(Dataset items)
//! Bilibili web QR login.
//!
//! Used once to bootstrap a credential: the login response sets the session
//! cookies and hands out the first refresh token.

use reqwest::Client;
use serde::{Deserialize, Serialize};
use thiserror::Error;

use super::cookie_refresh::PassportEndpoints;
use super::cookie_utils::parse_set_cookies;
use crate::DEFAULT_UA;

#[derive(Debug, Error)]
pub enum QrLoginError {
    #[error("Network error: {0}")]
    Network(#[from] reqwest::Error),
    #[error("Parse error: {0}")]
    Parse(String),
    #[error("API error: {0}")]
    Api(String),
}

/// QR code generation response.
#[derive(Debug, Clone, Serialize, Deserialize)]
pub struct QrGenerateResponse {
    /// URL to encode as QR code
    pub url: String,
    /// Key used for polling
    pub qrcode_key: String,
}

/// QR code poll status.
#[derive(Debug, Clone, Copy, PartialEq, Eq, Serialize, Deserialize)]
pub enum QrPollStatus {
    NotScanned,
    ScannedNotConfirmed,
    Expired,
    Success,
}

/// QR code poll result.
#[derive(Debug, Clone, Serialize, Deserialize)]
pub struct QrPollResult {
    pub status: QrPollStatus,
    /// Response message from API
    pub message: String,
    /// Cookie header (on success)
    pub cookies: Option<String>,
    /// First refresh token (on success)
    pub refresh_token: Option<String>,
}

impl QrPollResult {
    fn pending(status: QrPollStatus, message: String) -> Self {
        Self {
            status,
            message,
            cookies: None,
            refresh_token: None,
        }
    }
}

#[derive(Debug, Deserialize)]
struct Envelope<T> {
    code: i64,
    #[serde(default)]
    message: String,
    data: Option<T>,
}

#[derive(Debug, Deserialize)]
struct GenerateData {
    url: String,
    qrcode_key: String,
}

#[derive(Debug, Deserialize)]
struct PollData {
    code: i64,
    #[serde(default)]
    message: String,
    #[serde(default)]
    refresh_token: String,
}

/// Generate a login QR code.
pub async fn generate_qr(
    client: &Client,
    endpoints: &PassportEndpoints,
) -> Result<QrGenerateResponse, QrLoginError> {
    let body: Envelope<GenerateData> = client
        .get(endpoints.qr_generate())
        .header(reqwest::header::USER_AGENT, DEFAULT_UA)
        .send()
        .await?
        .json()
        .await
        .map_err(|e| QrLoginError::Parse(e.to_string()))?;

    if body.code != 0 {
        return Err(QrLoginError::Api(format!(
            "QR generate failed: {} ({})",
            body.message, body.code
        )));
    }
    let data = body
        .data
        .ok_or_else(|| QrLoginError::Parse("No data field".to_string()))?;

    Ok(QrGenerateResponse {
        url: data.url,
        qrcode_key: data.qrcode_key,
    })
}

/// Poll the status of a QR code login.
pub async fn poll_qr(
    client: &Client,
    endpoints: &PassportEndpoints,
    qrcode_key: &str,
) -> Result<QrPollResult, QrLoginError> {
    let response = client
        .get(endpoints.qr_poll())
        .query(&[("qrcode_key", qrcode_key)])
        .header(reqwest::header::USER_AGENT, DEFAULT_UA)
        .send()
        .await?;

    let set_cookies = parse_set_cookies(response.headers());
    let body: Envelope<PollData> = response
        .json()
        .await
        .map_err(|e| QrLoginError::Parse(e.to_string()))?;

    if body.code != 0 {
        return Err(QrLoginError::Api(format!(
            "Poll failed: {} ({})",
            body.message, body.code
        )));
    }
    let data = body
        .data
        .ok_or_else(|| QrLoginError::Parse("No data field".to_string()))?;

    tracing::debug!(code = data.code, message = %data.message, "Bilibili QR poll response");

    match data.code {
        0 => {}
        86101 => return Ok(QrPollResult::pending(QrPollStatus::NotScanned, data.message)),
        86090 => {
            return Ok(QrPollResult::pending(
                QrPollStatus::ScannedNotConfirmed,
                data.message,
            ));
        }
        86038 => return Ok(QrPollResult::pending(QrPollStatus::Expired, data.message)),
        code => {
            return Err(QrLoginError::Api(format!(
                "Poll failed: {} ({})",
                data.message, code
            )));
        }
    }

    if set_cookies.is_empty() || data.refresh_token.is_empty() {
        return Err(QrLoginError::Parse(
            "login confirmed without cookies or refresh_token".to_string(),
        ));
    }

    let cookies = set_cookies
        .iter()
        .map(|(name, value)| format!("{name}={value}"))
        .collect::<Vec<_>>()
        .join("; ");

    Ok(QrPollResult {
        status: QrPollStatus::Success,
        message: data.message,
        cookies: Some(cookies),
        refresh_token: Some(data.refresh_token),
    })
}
* * *
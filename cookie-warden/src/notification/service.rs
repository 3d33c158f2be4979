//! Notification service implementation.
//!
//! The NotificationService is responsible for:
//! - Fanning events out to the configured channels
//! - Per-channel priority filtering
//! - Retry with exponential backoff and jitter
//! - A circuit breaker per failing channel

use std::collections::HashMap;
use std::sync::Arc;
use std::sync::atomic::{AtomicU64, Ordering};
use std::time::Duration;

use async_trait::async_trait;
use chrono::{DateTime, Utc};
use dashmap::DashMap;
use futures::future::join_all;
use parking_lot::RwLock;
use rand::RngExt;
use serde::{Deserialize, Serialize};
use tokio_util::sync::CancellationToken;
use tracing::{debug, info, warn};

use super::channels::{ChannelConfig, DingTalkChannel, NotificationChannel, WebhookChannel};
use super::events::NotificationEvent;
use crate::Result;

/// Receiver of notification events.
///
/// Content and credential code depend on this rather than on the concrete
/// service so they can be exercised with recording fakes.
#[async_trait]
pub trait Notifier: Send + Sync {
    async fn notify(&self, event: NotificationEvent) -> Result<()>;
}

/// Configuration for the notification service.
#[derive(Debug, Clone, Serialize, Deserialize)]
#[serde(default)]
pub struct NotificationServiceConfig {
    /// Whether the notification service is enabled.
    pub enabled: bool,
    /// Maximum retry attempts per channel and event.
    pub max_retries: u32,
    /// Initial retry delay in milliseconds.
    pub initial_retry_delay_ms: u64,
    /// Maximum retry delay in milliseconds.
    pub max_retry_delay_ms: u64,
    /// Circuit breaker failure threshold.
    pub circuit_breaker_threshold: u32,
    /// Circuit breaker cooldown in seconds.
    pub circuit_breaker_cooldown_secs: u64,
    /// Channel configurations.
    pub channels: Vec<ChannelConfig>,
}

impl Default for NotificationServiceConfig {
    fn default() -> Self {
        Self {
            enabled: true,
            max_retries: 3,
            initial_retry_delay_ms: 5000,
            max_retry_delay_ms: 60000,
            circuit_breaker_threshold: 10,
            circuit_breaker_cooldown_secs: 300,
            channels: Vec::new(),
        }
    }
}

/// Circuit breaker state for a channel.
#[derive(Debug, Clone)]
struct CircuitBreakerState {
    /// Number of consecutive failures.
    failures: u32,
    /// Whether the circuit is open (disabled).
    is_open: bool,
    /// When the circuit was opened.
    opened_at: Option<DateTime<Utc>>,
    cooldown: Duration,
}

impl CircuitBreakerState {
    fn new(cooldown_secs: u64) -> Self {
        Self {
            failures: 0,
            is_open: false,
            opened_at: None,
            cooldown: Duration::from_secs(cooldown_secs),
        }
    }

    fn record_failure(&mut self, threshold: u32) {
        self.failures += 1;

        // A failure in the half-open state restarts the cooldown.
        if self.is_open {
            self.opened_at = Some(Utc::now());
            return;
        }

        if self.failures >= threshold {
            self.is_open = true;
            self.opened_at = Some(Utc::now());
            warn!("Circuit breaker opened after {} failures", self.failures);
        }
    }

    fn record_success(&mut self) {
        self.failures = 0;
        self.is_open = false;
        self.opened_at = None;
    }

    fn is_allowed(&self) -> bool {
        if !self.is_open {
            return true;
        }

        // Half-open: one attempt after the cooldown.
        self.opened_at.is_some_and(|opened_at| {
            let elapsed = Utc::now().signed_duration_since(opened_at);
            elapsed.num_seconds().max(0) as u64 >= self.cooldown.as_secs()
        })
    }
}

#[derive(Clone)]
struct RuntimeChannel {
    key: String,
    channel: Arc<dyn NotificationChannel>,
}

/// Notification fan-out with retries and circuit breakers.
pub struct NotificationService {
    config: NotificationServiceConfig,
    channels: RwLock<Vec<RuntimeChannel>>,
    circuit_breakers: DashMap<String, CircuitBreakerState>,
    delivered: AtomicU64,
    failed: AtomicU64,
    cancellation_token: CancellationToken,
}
...
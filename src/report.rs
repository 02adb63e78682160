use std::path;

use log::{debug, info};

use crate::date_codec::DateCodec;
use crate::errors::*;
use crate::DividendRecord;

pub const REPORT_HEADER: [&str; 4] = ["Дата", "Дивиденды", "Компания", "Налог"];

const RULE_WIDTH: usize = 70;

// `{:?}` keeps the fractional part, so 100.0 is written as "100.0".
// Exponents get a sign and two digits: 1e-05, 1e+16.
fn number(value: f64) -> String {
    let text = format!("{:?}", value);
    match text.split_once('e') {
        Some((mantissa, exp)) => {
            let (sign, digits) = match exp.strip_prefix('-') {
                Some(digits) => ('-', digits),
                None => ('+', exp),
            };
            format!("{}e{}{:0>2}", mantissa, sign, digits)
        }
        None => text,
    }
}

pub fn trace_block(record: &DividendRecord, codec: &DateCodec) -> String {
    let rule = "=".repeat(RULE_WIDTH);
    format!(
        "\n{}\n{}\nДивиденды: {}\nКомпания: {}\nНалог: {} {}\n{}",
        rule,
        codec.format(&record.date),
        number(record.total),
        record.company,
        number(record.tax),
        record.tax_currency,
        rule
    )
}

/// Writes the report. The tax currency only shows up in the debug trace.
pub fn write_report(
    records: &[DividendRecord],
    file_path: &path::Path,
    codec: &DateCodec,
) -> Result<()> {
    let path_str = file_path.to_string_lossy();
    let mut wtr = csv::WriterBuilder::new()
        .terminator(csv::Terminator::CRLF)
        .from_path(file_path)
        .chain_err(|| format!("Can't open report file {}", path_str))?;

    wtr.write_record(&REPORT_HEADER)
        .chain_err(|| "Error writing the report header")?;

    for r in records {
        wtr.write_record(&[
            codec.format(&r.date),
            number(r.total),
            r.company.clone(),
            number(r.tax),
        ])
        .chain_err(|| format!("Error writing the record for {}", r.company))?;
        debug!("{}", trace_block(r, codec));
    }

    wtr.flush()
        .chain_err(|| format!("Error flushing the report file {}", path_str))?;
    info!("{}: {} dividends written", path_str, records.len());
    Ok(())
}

Aim of the exercise: Copy every line in the data above that has the string "channels" in it.

Result for this task:
//! - Fanning events out to the configured channels
use super::channels::{ChannelConfig, DingTalkChannel, NotificationChannel, WebhookChannel};
    pub channels: Vec<ChannelConfig>,
            channels: Vec::new(),
    channels: RwLock<Vec<RuntimeChannel>>,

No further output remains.